Topher Campbell

Job title
Visiting Artist

Profile

Afro-Queer Artist/Filmmaker Topher Campbell’s output spans film, theatre, performance, writing, and site-specific work. He makes bold and exciting work focusing on sexuality, masculinity, race, human rights, memoir and climate change. Alumni of the Regional Theatre Young Directors Scheme In 2005 he was recipient of the Jerwood Directors Award and nominated for the 2011 What’s On Stage Theatre Event of the Year Award. In 2017 he was longlisted for the inaugural Spread the Word Life Writing Prize for his forthcoming memoir Battyman

In 2000 he co-founded rukus! Federation a Black Queer arts collective with photographer Ajamu X. This culminated in the internationally recognised rukus! Archive currently held in the London Metropolitan Archives. The rukus! Archive won the 2008 Landmark Archive Award. His theatre workHis films have appeared in festivals worldwide including his first film The Homecoming - a meditation on art, masculinity and sexuality, featuring commentary by Stuart Hall. His film FETISH, a collaboration with 2014  Mercury Music Prize Winners Young Fathers, is shot on the streets of New York. It was premiered at the Barbican Centre, London, Official Selection for the 2018 Aesthetica Short Film Festival and 2018 Scottish Queer International Film Festival and 2021 Sheffield DocFEST.
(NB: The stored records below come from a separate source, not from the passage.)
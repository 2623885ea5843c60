//! Database migration command.
//!
//! # Usage
//!
//! ```bash
//! bq-cli migrate
//! ```
//!
//! # Environment Variables
//!
//! - `BQ_DATABASE_URL` - `PostgreSQL` connection string (falls back to
//!   `DATABASE_URL`)
//!
//! Migration files live in `crates/server/migrations/`.

use secrecy::SecretString;

use beauty_queen_server::db;

/// Errors that can occur while migrating.
#[derive(Debug, thiserror::Error)]
pub enum MigrationError {
    #[error("Missing environment variable: {0}")]
    MissingEnvVar(&'static str),

    #[error("Database error: {0}")]
    Database(#[from] sqlx::Error),

    #[error("Migration error: {0}")]
    Migration(#[from] sqlx::migrate::MigrateError),
}

/// Run pending database migrations.
///
/// # Errors
///
/// Returns an error if the database URL is missing, the connection fails,
/// or a migration fails to apply.
pub async fn run() -> Result<(), MigrationError> {
    dotenvy::dotenv().ok();

    let database_url = database_url()?;

    tracing::info!("Connecting to database...");
    let pool = db::create_pool(&database_url).await?;

    tracing::info!("Running migrations...");
    sqlx::migrate!("../server/migrations").run(&pool).await?;

    tracing::info!("Migrations complete!");
    Ok(())
}

fn database_url() -> Result<SecretString, MigrationError> {
    std::env::var("BQ_DATABASE_URL")
        .or_else(|_| std::env::var("DATABASE_URL"))
        .map(SecretString::from)
        .map_err(|_| MigrationError::MissingEnvVar("BQ_DATABASE_URL"))
}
Topher is a Fellow of the Royal Society of Arts, a Patron of Switchboard and in 2017 and was awarded an Honorary Doctorate by the University of Sussex for his work in the Black LGBTQ+ community. He has directed productions and films for Mountview Academy, Central School of Speech and Drama, Guildhall School of Music and ArtsEd.  His latest film, Moments That Shaped Queer Black Britain is a documentary about UK Black Queer history and culture for B.E.T./Paramount streaming now in the UK.